Reproduce the data exactly, leaving nothing out.

* [The input]:
== Segment start ==
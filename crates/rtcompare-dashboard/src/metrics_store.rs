//! 기법별 메트릭 저장소.
//!
//! 세션의 낙관적 갱신과 재조정기의 권위 덮어쓰기를 모두 받는 순수 데이터 구조.
//! 동기화는 호출 측(`DashboardState`)이 담당한다.

use rtcompare_core::models::metrics::{MetricsSnapshot, Technique, TechniqueMetrics};
use std::collections::BTreeMap;
use std::time::Duration;

/// 기법별 메트릭 저장소 (세 기법 항상 존재)
#[derive(Debug, Clone, PartialEq)]
pub struct MetricsStore {
    entries: BTreeMap<Technique, TechniqueMetrics>,
}

impl MetricsStore {
    /// 세 기법 모두 0으로 초기화된 저장소
    pub fn new() -> Self {
        Self {
            entries: Technique::ALL
                .iter()
                .map(|t| (*t, TechniqueMetrics::zero()))
                .collect(),
        }
    }

    /// 기법별 메트릭 조회
    pub fn get(&self, technique: Technique) -> TechniqueMetrics {
        self.entries.get(&technique).copied().unwrap_or_default()
    }

    /// 폴링 1주기 완료 기록
    ///
    /// 요청 +1, 알림 +N, 지연 시간은 마지막 샘플로 교체 (클라이언트 측 평균 없음).
    pub fn record_cycle(&mut self, technique: Technique, notifications: u64, latency: Duration) {
        let entry = self.entries.entry(technique).or_default();
        entry.request_count = entry.request_count.saturating_add(1);
        entry.notification_count = entry.notification_count.saturating_add(notifications);
        entry.average_latency_ms = latency.as_secs_f64() * 1_000.0;
    }

    /// 푸시 메시지 1건 기록 (메시지 +1, 알림 +1, 지연 0)
    pub fn record_message(&mut self, technique: Technique) {
        let entry = self.entries.entry(technique).or_default();
        entry.request_count = entry.request_count.saturating_add(1);
        entry.notification_count = entry.notification_count.saturating_add(1);
        entry.average_latency_ms = 0.0;
    }

    /// 권위 스냅샷 적용: 스냅샷에 있는 기법만 통째로 교체
    ///
    /// 교체된 기법 수를 반환한다.
    pub fn apply_snapshot(&mut self, snapshot: &MetricsSnapshot) -> usize {
        for (technique, metrics) in &snapshot.entries {
            self.entries.insert(*technique, *metrics);
        }
        snapshot.entries.len()
    }

    /// 모든 기법 0으로 초기화
    pub fn reset(&mut self) {
        for metrics in self.entries.values_mut() {
            *metrics = TechniqueMetrics::zero();
        }
    }

    /// 모든 기법이 0인지
    pub fn is_zero(&self) -> bool {
        self.entries.values().all(TechniqueMetrics::is_zero)
    }

    /// 현재 값의 스냅샷
    pub fn snapshot(&self) -> MetricsSnapshot {
        MetricsSnapshot {
            entries: self.entries.clone(),
        }
    }

    /// 표시 순서(short, long, push)로 순회
    pub fn iter(&self) -> impl Iterator<Item = (Technique, TechniqueMetrics)> + '_ {
        self.entries.iter().map(|(t, m)| (*t, *m))
    }
}

impl Default for MetricsStore {
    fn default() -> Self {
        Self::new()
    }
}

#[cfg(test)]
mod tests {
    use super::*;

    #[test]
    fn new_store_has_all_techniques_zeroed() {
        let store = MetricsStore::new();
        assert_eq!(store.iter().count(), 3);
        assert!(store.is_zero());
        let order: Vec<_> = store.iter().map(|(t, _)| t).collect();
        assert_eq!(order, Technique::ALL.to_vec());
    }

    #[test]
    fn record_cycle_replaces_latency() {
        let mut store = MetricsStore::new();
        store.record_cycle(Technique::ShortPolling, 2, Duration::from_millis(120));
        store.record_cycle(Technique::ShortPolling, 0, Duration::from_millis(30));

        let short = store.get(Technique::ShortPolling);
        assert_eq!(short.request_count, 2);
        assert_eq!(short.notification_count, 2);
        assert_eq!(short.average_latency_ms, 30.0);
        assert!(store.get(Technique::LongPolling).is_zero());
    }

    #[test]
    fn record_message_has_zero_latency() {
        let mut store = MetricsStore::new();
        for _ in 0..3 {
            store.record_message(Technique::PushChannel);
        }
        let push = store.get(Technique::PushChannel);
        assert_eq!(push.request_count, 3);
        assert_eq!(push.notification_count, 3);
        assert_eq!(push.average_latency_ms, 0.0);
    }

    #[test]
    fn snapshot_replaces_whole_entry() {
        let mut store = MetricsStore::new();
        store.record_cycle(Technique::LongPolling, 5, Duration::from_millis(900));
        store.record_cycle(Technique::ShortPolling, 1, Duration::from_millis(10));

        let snapshot = MetricsSnapshot::new().with(
            Technique::LongPolling,
            TechniqueMetrics {
                request_count: 3,
                notification_count: 0,
                average_latency_ms: 450.5,
            },
        );
        assert_eq!(store.apply_snapshot(&snapshot), 1);

        let long = store.get(Technique::LongPolling);
        assert_eq!(long.request_count, 3);
        assert_eq!(long.notification_count, 0);
        assert_eq!(long.average_latency_ms, 450.5);
        // 스냅샷에 없는 기법은 그대로
        assert_eq!(store.get(Technique::ShortPolling).request_count, 1);
    }

    #[test]
    fn applying_same_snapshot_twice_is_idempotent() {
        let snapshot = MetricsSnapshot::new()
            .with(
                Technique::ShortPolling,
                TechniqueMetrics {
                    request_count: 10,
                    notification_count: 4,
                    average_latency_ms: 12.0,
                },
            )
            .with(Technique::PushChannel, TechniqueMetrics::zero());

        let mut store = MetricsStore::new();
        store.record_message(Technique::PushChannel);
        store.apply_snapshot(&snapshot);
        let once = store.clone();
        store.apply_snapshot(&snapshot);
        assert_eq!(store, once);
    }

    #[test]
    fn reset_zeroes_everything() {
        let mut store = MetricsStore::new();
        store.record_cycle(Technique::ShortPolling, 3, Duration::from_millis(5));
        store.record_message(Technique::PushChannel);
        store.reset();
        assert!(store.is_zero());
        assert_eq!(store.iter().count(), 3);
    }
}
== Segment end ==
* [Answer to this task]:
filename crates/rtcompare-dashboard/src/metrics_store.rs
//! 기법별 메트릭 저장소.
//!
//! 세션의 낙관적 갱신과 재조정기의 권위 덮어쓰기를 모두 받는 순수 데이터 구조.
//! 동기화는 호출 측(`DashboardState`)이 담당한다.

use rtcompare_core::models::metrics::{MetricsSnapshot, Technique, TechniqueMetrics};
use std::collections::BTreeMap;
use std::time::Duration;

/// 기법별 메트릭 저장소 (세 기법 항상 존재)
#[derive(Debug, Clone, PartialEq)]
pub struct MetricsStore {
    entries: BTreeMap<Technique, TechniqueMetrics>,
}

impl MetricsStore {
    /// 세 기법 모두 0으로 초기화된 저장소
    pub fn new() -> Self {
        Self {
            entries: Technique::ALL
                .iter()
                .map(|t| (*t, TechniqueMetrics::zero()))
                .collect(),
        }
    }

    /// 기법별 메트릭 조회
    pub fn get(&self, technique: Technique) -> TechniqueMetrics {
        self.entries.get(&technique).copied().unwrap_or_default()
    }

    /// 폴링 1주기 완료 기록
    ///
    /// 요청 +1, 알림 +N, 지연 시간은 마지막 샘플로 교체 (클라이언트 측 평균 없음).
    pub fn record_cycle(&mut self, technique: Technique, notifications: u64, latency: Duration) {
        let entry = self.entries.entry(technique).or_default();
        entry.request_count = entry.request_count.saturating_add(1);
        entry.notification_count = entry.notification_count.saturating_add(notifications);
        entry.average_latency_ms = latency.as_secs_f64() * 1_000.0;
    }

    /// 푸시 메시지 1건 기록 (메시지 +1, 알림 +1, 지연 0)
    pub fn record_message(&mut self, technique: Technique) {
        let entry = self.entries.entry(technique).or_default();
        entry.request_count = entry.request_count.saturating_add(1);
        entry.notification_count = entry.notification_count.saturating_add(1);
        entry.average_latency_ms = 0.0;
    }

    /// 권위 스냅샷 적용: 스냅샷에 있는 기법만 통째로 교체
    ///
    /// 교체된 기법 수를 반환한다.
    pub fn apply_snapshot(&mut self, snapshot: &MetricsSnapshot) -> usize {
        for (technique, metrics) in &snapshot.entries {
            self.entries.insert(*technique, *metrics);
        }
        snapshot.entries.len()
    }

    /// 모든 기법 0으로 초기화
    pub fn reset(&mut self) {
        for metrics in self.entries.values_mut() {
            *metrics = TechniqueMetrics::zero();
        }
    }

    /// 모든 기법이 0인지
    pub fn is_zero(&self) -> bool {
        self.entries.values().all(TechniqueMetrics::is_zero)
    }

    /// 현재 값의 스냅샷
    pub fn snapshot(&self) -> MetricsSnapshot {
        MetricsSnapshot {
            entries: self.entries.clone(),
        }
    }

    /// 표시 순서(short, long, push)로 순회
    pub fn iter(&self) -> impl Iterator<Item = (Technique, TechniqueMetrics)> + '_ {
        self.entries.iter().map(|(t, m)| (*t, *m))
    }
}

impl Default for MetricsStore {
    fn default() -> Self {
        Self::new()
    }
}

#[cfg(test)]
mod tests {
    use super::*;

    #[test]
    fn new_store_has_all_techniques_zeroed() {
        let store = MetricsStore::new();
        assert_eq!(store.iter().count(), 3);
        assert!(store.is_zero());
        let order: Vec<_> = store.iter().map(|(t, _)| t).collect();
        assert_eq!(order, Technique::ALL.to_vec());
    }

    #[test]
    fn record_cycle_replaces_latency() {
        let mut store = MetricsStore::new();
        store.record_cycle(Technique::ShortPolling, 2, Duration::from_millis(120));
        store.record_cycle(Technique::ShortPolling, 0, Duration::from_millis(30));

        let short = store.get(Technique::ShortPolling);
        assert_eq!(short.request_count, 2);
        assert_eq!(short.notification_count, 2);
        assert_eq!(short.average_latency_ms, 30.0);
        assert!(store.get(Technique::LongPolling).is_zero());
    }

    #[test]
    fn record_message_has_zero_latency() {
        let mut store = MetricsStore::new();
        for _ in 0..3 {
            store.record_message(Technique::PushChannel);
        }
        let push = store.get(Technique::PushChannel);
        assert_eq!(push.request_count, 3);
        assert_eq!(push.notification_count, 3);
        assert_eq!(push.average_latency_ms, 0.0);
    }

    #[test]
    fn snapshot_replaces_whole_entry() {
        let mut store = MetricsStore::new();
        store.record_cycle(Technique::LongPolling, 5, Duration::from_millis(900));
        store.record_cycle(Technique::ShortPolling, 1, Duration::from_millis(10));

        let snapshot = MetricsSnapshot::new().with(
            Technique::LongPolling,
            TechniqueMetrics {
                request_count: 3,
                notification_count: 0,
                average_latency_ms: 450.5,
            },
        );
        assert_eq!(store.apply_snapshot(&snapshot), 1);

        let long = store.get(Technique::LongPolling);
        assert_eq!(long.request_count, 3);
        assert_eq!(long.notification_count, 0);
        assert_eq!(long.average_latency_ms, 450.5);
        // 스냅샷에 없는 기법은 그대로
        assert_eq!(store.get(Technique::ShortPolling).request_count, 1);
    }

    #[test]
    fn applying_same_snapshot_twice_is_idempotent() {
        let snapshot = MetricsSnapshot::new()
            .with(
                Technique::ShortPolling,
                TechniqueMetrics {
                    request_count: 10,
                    notification_count: 4,
                    average_latency_ms: 12.0,
                },
            )
            .with(Technique::PushChannel, TechniqueMetrics::zero());

        let mut store = MetricsStore::new();
        store.record_message(Technique::PushChannel);
        store.apply_snapshot(&snapshot);
        let once = store.clone();
        store.apply_snapshot(&snapshot);
        assert_eq!(store, once);
    }

    #[test]
    fn reset_zeroes_everything() {
        let mut store = MetricsStore::new();
        store.record_cycle(Technique::ShortPolling, 3, Duration::from_millis(5));
        store.record_message(Technique::PushChannel);
        store.reset();
        assert!(store.is_zero());
        assert_eq!(store.iter().count(), 3);
    }
}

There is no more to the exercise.